‘White Night’ and interview with Ellie Marney

Ellie Marney’s new YA novel, White Night (Allen & Unwin) has an authentic Australian feel. It is warm-hearted with a welcome edge of rawness. Male protagonist, Bo, is a triumph, with his blend of masculinity, compassion and love.

Where are you based, Ellie, and how do you spend your time?

Ellie Marney

I live near Castlemaine, in north-central Victoria. I usually spend my time writing or reading! But I also have four kids, and a couple of day jobs, so life can get pretty busy.

How are you involved in Australia’s YA community?

In 2015, when the ALIA lists came out and OzYA was barely a a blip on the radar, a group of lit sector professionals – authors, librarians, booksellers, bloggers, publishers – got together to form the #LoveOzYA movement, to advocate for and promote Australian YA, and I was lucky enough to be at that first meeting. I’ve never really stopped flag-waving for OzYA since then!

Oz YA is thriving but why do there seem to be few Australian novels written for males at the moment?

I actually think Australian YA caters pretty well to males! There are plenty of great YA books written by male YA authors, or featuring male protagonists. But I also believe it’s good for boys to broaden their horizons (and maybe learn something new) by reading books with female protagonists, or written by female authors – I certainly encourage my boys to pick up books by authors of all stripes, with a range of protagonists. We don’t seem to worry so much about girls reading books written by men, or focusing on boys – Harry Potter, for instance – which makes me think it’s a bit of a double standard.

Could you tell us about your other books, particularly your very popular ‘Every’ series?

The Every series is based around the question of ‘What would a contemporary teenage Sherlock Holmes be like?’ (or as the tagline says, ‘What if Sherlock Holmes was the boy next door?’) and is my most popular series to date. People liked my take on Young-Sherlock-and Girl-Watson-in-Melbourne so much I wrote a companion novel, No Limits, which I self-published last year – Harris Derwent, one of the secondary characters in the series, had his chance to shine in a darker-edged story about drug crime and high-stakes romance in regional Australia.

Now this year I’m releasing White Night, and in a few more months, Circus Hearts, a 3-book YA romantic crime series set in a circus – the first book, about a teenage trapeze artist and an apprentice strongman on the run from a terrible crime, will (if all goes to plan!) be out in September.

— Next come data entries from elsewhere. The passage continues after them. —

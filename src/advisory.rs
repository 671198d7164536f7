//! Plain-text brief handed to the external advisory service
//!
//! The service itself lives outside this crate. This module only turns a
//! computed result into the prompt it expects, plus the fixed instruction.

use crate::loan::{GraceType, LoanParameters};
use crate::schedule::CalculationResult;

/// Standing instruction sent with every brief
pub const SYSTEM_INSTRUCTION: &str = "Act as an expert financial advisor. Analyze the loan details provided by the user \
and give a concise, mobile-friendly analysis:
1. Evaluate whether the annual effective rate (TEA) is competitive for a standard consumer market.
2. Highlight the impact of the grace period (especially if capitalized) and of insurance costs.
3. Give a clear verdict: \"Favorable\", \"Neutral\" or \"Expensive\".
4. Provide 2 actionable tips to reduce interest.
Format using Markdown and keep it under 200 words.";

/// Prompt for one loan
#[derive(Debug, Clone, PartialEq)]
pub struct AdvisoryBrief {
    pub system_instruction: &'static str,
    pub prompt: String,
}

impl AdvisoryBrief {
    pub fn new(params: &LoanParameters, result: &CalculationResult) -> Self {
        Self {
            system_instruction: SYSTEM_INSTRUCTION,
            prompt: render_prompt(params, result),
        }
    }
}

fn grace_label(grace_type: GraceType) -> &'static str {
    match grace_type {
        GraceType::Total => "Capitalized/Total",
        GraceType::Partial => "Interest Only/Partial",
    }
}

fn render_prompt(params: &LoanParameters, result: &CalculationResult) -> String {
    let summary = &result.summary;

    let prepayment = summary
        .comparison
        .map(|comparison| {
            format!(
                "- Prepayment of {:.2} in month {}: reduce term saves {:.2} ({} months), reduce quota saves {:.2}\n",
                params.extra_payment_amount,
                params.extra_payment_month,
                comparison.reduce_term.savings,
                comparison.reduce_term.term,
                comparison.reduce_quota.savings,
            )
        })
        .unwrap_or_default();

    format!(
        "Please analyze this loan scenario:
- Loan Amount: {amount}
- Term: {term} {unit}
- Annual Effective Rate (TEA): {tea:.2}%
- Monthly Rate (TEM): {tem:.2}%
- Total Interest Payable: {interest:.2}
- Total Cost of Loan: {total:.2}
- Grace Period: {grace} months ({grace_label})
- Grace Days: {grace_days} days (Capitalized)
- Insurance/Fees included.
{prepayment}
Is this a good financial decision for a personal loan? Note any risks with the grace period type selected.
",
        amount = params.amount,
        term = params.term,
        unit = params.term_unit,
        tea = summary.annual_rate * 100.0,
        tem = summary.monthly_rate * 100.0,
        interest = summary.total_interest,
        total = summary.total_payment,
        grace = params.grace_period,
        grace_label = grace_label(params.grace_type),
        grace_days = params.grace_days,
    )
}

#[cfg(test)]
mod tests {
    use super::*;
    use crate::loan::{RateType, TermUnit};
    use crate::schedule::compute_schedule;
    use chrono::NaiveDate;

    fn params() -> LoanParameters {
        LoanParameters::default()
            .with_amount(10_000.0)
            .with_rate(RateType::Annual, 15.0)
            .with_term(2, TermUnit::Years)
            .with_grace(2, GraceType::Total)
            .with_grace_days(12)
            .with_start_date(NaiveDate::from_ymd_opt(2024, 2, 1).unwrap())
    }

    #[test]
    fn test_prompt_lists_summary_fields() {
        let params = params();
        let result = compute_schedule(&params);
        let brief = AdvisoryBrief::new(&params, &result);

        assert_eq!(brief.system_instruction, SYSTEM_INSTRUCTION);
        assert!(brief.prompt.contains("- Loan Amount: 10000\n"));
        assert!(brief.prompt.contains("- Term: 2 years\n"));
        assert!(brief.prompt.contains("- Annual Effective Rate (TEA): 15.00%\n"));
        assert!(brief.prompt.contains("- Monthly Rate (TEM): 1.17%\n"));
        assert!(brief.prompt.contains("- Grace Period: 2 months (Capitalized/Total)\n"));
        assert!(brief.prompt.contains("- Grace Days: 12 days (Capitalized)\n"));
        assert!(!brief.prompt.contains("Prepayment"));
    }

    #[test]
    fn test_prompt_mentions_prepayment_comparison() {
        let params = params().with_extra_payment(1500.0, 8);
        let result = compute_schedule(&params);
        let brief = AdvisoryBrief::new(&params, &result);

        assert!(brief.prompt.contains("- Prepayment of 1500.00 in month 8"));
    }

    #[test]
    fn test_prompt_line_layout() {
        let params = params();
        let plain = AdvisoryBrief::new(&params, &compute_schedule(&params)).prompt;
        let lines: Vec<_> = plain.lines().collect();

        assert_eq!(lines.len(), 12);
        assert_eq!(lines[0], "Please analyze this loan scenario:");
        assert_eq!(lines[9], "- Insurance/Fees included.");
        assert_eq!(lines[10], "");
        assert!(lines[11].starts_with("Is this a good financial decision"));

        let with_extra = params.with_extra_payment(1500.0, 8);
        let prompt = AdvisoryBrief::new(&with_extra, &compute_schedule(&with_extra)).prompt;
        let lines: Vec<_> = prompt.lines().collect();

        assert!(lines[10].starts_with("- Prepayment of 1500.00 in month 8"));
        assert_eq!(lines[11], "");
        assert!(prompt.ends_with("grace period type selected.\n"));
    }
}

What is the significance of the title of your new novel White Night?

It refers to a a number of things actually – I’m glad you asked! White Night is the name of the lightshow festival that the students in the book want to stage to raise funds for their local skate park; it’s based on the worldwide festival of lights that has taken off so well in Melbourne. But ‘White Night’ also has darker connotations: in the Jonestown Peoples’ Temple cult, the name was a code for the ‘revolutionary suicide’ practise runs that Jim Jones forced all his followers to perform to prove their loyalty.

But also – and this is a little Easter egg for readers! Because my brain is funny like that – there are a lot of references to the Sleeping Beauty story in White Night. The names of the characters (Bo and Rory – in the old legends, it was Prince Beau and Princess Aurora), the idea of a handsome suitor who rescues a damsel from a tower (in this case, an ideological tower) which is surrounded by greenery… So White Night is a play on the old references to a ‘white knight in shining armour’. I liked threading little bits of the story into the book, and flipping the idea too, with a headstrong princess who sort of rescues herself…

Could you tell us about your major characters, Bo and Rory, including their relationships with their parents?

Bo is sixteen, and focused on footy, friends and family – his dad, Aaron, his pregnant mum, Liz and his younger brother, Connor. Bo’s parents are strict but fair, and he feels like he’s cruising along – except for some nagging concerns about what he’s going to do at the end of high school. Rory, on the other hand, has no plans, because her life isn’t lived in a conventional way – she lives in Garden of Eden, an off-the-grid radical environmentalist commune with a very alternative family arrangement. This is her first attempt at real high school and ‘outside’ life, and when she meets Bo, the two of them rub up against each other in curious, life-changing, spark-creating ways.

I think I’d better leave it there – if I give too much away, I’ll be sharing spoilers!

Which of Bo’s school friends would you like to write about further?

Hm, that’s a hard question! Bo’s best mate, Sprog Hamilton, starts out as a total bogan footy bloke and then evolves to have so many layers – Sprog has a wonderful story arc, and I do love Sprog as a character. But Bo’s other friend, Lozzie D’Onofrio, is equally lovely – and maybe has a lot more backstory to explore… I’d happily write about either one of them!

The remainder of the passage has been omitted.